2015-12-06 Thread [-hh]
Hi Richmond and Walt,

I tried to find out your definitions of "adjacent".

Walt has its own clever situation-dependent, sometimes self-adapting definition 
of 2D- or 3D-neighbourhoods, perhaps too complicated for your project.

You, Richmond, think at first of 'nearby' rects.
I suggest to do that with LC's intersect in the following way.
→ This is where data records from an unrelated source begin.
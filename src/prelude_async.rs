//! Async prelude - all async utilities in one import.
//!
//! Re-exports everything from the sync [`prelude`](crate::prelude) plus the async
//! accumulation items. The async [`combined`](crate::async_ext::combined) replaces the
//! sync one under the same name; use `or_rail::accumulation::combined` for the latter.
//!
//! ```
//! use or_rail::prelude_async::*;
//! ```

pub use crate::prelude::{
    bad, check, validated_by, when, Accumulate, Check, Every, Fault, IntoEvery, One, Or,
};

pub use crate::async_ext::{
    combined, AccumulateFutures, Cancelled, Canceller, CombineState, Combined, FutureFactory,
    OrFuture,
};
It's just an 
idea.

Give each of your object the points of a surrounding "inflated polygon" as 
custom property, changing with each change of the object's rect:

d is the non-negative "inflation amount", r the rect of the object1. The 
(hidden) *opaque* polygon "poly1" has points
-d+item 1 of r, -d+item 2 of r
 d+item 3 of r, -d+item 2 of r
 d+item 3 of r,  d+item 4 of r
-d+item 1 of r,  d+item 4 of r
-d+item 1 of r, -d+item 2 of r

Having done that for each object use for example
if intersect (poly1, poly2, "opaque pixels")
to check for 'adjacency' of object1 and object2.

Note that d could be set in an adaptive way, dependent of a game status, or as 
a fixed proportion of a size parameter of the object or the card or ...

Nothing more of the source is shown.